Perhaps the central theme in “Digging” relates to the importance of honoring tradition. In the speaker’s case, it is the family tradition of physical labor that requires honor and respect. This tradition is explicitly male, as the speaker indicates through his focus on his father and grandfather, both of whom worked directly on the land. The speaker feels a need to honor this tradition, even as he himself departs from it, choosing the path of a poet. It is for this reason that he has penned this poem in which he recalls, in evocative detail, the sights and sounds of his forebears’ efforts. An air of respect saturates the speaker’s descriptions, and he makes his awe explicit when he declares, midway through the poem: “By God, the old man could handle a spade. / Just like his old man” (lines 15-16). Although the speaker won’t dig with a spade, he concludes the poem by declaring that he’ll “dig” with his own preferred implement: the pen, which he can use to achieve a symbolic excavation of his own thoughts and memories.
Though working the land is hard, the speaker of “Digging” represents physical labor as having distinct pleasures.

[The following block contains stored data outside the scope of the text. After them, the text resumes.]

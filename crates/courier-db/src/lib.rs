pub mod audit;
pub mod chats;
pub mod challenges;
pub mod error;
pub mod maintenance;
pub mod messages;
pub mod migrations;
pub mod models;
pub mod users;

use std::path::Path;
use std::sync::Mutex;

use chrono::{DateTime, NaiveDateTime, Utc};
use rusqlite::Connection;
use tracing::{info, warn};

pub use error::{Result, StoreError};

/// SQLite's `datetime('now')` layout. Every timestamp column uses it so
/// Rust-side values compare correctly against SQL-side `datetime(...)`.
const SQL_TIME_FORMAT: &str = "%Y-%m-%d %H:%M:%S";

/// The durable store shared by every session.
///
/// Constructed once by the process entry point and passed around by `Arc`.
/// Each public operation takes the connection for its own duration; writes
/// run inside a transaction that commits on success and rolls back on any
/// error.
pub struct Database {
    conn: Mutex<Connection>,
}

impl Database {
    pub fn open(path: &Path) -> Result<Self> {
        let conn = Connection::open(path).map_err(|source| StoreError::Sqlite { op: "open", source })?;

        // WAL mode for concurrent reads
        conn.pragma_update(None, "journal_mode", "WAL")
            .map_err(|source| StoreError::Sqlite { op: "open", source })?;

        let db = Self::init(conn)?;
        info!("Database opened at {}", path.display());
        Ok(db)
    }

    pub fn open_in_memory() -> Result<Self> {
        let conn = Connection::open_in_memory()
            .map_err(|source| StoreError::Sqlite { op: "open", source })?;
        Self::init(conn)
    }

    fn init(conn: Connection) -> Result<Self> {
        conn.pragma_update(None, "foreign_keys", "ON")
            .map_err(|source| StoreError::Sqlite { op: "open", source })?;

        migrations::run(&conn).map_err(|source| StoreError::Sqlite { op: "migrate", source })?;

        Ok(Self {
            conn: Mutex::new(conn),
        })
    }

    /// Run a read-only closure against the connection.
    pub fn with_conn<F, T>(&self, op: &'static str, f: F) -> Result<T>
    where
        F: FnOnce(&Connection) -> rusqlite::Result<T>,
    {
        let conn = self.conn.lock().map_err(|_| StoreError::LockPoisoned { op })?;
        f(&conn).map_err(|source| StoreError::Sqlite { op, source })
    }

    /// Run a closure inside a transaction. Dropping the transaction on the
    /// error path rolls it back.
    pub fn with_tx<F, T>(&self, op: &'static str, f: F) -> Result<T>
    where
        F: FnOnce(&Connection) -> rusqlite::Result<T>,
    {
        let mut conn = self.conn.lock().map_err(|_| StoreError::LockPoisoned { op })?;
        let tx = conn
            .transaction()
            .map_err(|source| StoreError::Sqlite { op, source })?;

        let out = f(&*tx).map_err(|source| StoreError::Sqlite { op, source })?;

        tx.commit().map_err(|source| StoreError::Sqlite { op, source })?;
        Ok(out)
    }
}

pub(crate) fn to_sql_time(ts: DateTime<Utc>) -> String {
    ts.format(SQL_TIME_FORMAT).to_string()
}

pub(crate) fn from_sql_time(raw: &str) -> DateTime<Utc> {
    NaiveDateTime::parse_from_str(raw, SQL_TIME_FORMAT)
        .map(|ndt| ndt.and_utc())
        .or_else(|_| raw.parse::<DateTime<Utc>>())
        .unwrap_or_else(|e| {
            warn!("Corrupt timestamp '{}': {}", raw, e);
            DateTime::default()
        })
}

pub(crate) fn from_sql_time_opt(raw: Option<String>) -> Option<DateTime<Utc>> {
    raw.as_deref().map(from_sql_time)
}

/// Wrap a JSON column decode failure so it surfaces through rusqlite.
pub(crate) fn json_column_error(idx: usize, err: serde_json::Error) -> rusqlite::Error {
    rusqlite::Error::FromSqlConversionFailure(idx, rusqlite::types::Type::Text, Box::new(err))
}

/// Extension trait for optional query results
pub(crate) trait OptionalExt<T> {
    fn optional(self) -> rusqlite::Result<Option<T>>;
}

impl<T> OptionalExt<T> for rusqlite::Result<T> {
    fn optional(self) -> rusqlite::Result<Option<T>> {
        match self {
            Ok(val) => Ok(Some(val)),
            Err(rusqlite::Error::QueryReturnedNoRows) => Ok(None),
            Err(e) => Err(e),
        }
    }
}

One way he communicates the pleasures of labor is through his use of sound. Flexing his gifts as a poet, the speaker uses literary devices such as alliteration and onomatopoeia to enrich his language. These devices yield verse that’s pleasurable for speaker and listener alike:
Under my window, a clean rasping sound
When the spade sinks into gravelly ground:
My father, digging.
In just three lines (3–5), the speaker incorporates several instances of S, SP, G, and GR sounds, all of which help to recreate the “clean rasping sound” of the spade slicing into soil. Despite evoking certain pleasurable aspects of physical labor, the speaker doesn’t downplay the great demands labor makes on the body. He depicts his father as “stooping” over “potato drills” (line 8). Later, he indicates the unrelenting work required for his grandfather to get to the high-quality peat (lines 22-24):
Over his shoulder, going down and down
For the good turf.
But with hard work also comes the deep satisfaction of rest, as the speaker suggests when he recalls how, as a child, he brought a bottle of cold milk for his grandfather to drink. The speaker certainly doesn’t idealize labor, but he does recognize its distinctive pleasures.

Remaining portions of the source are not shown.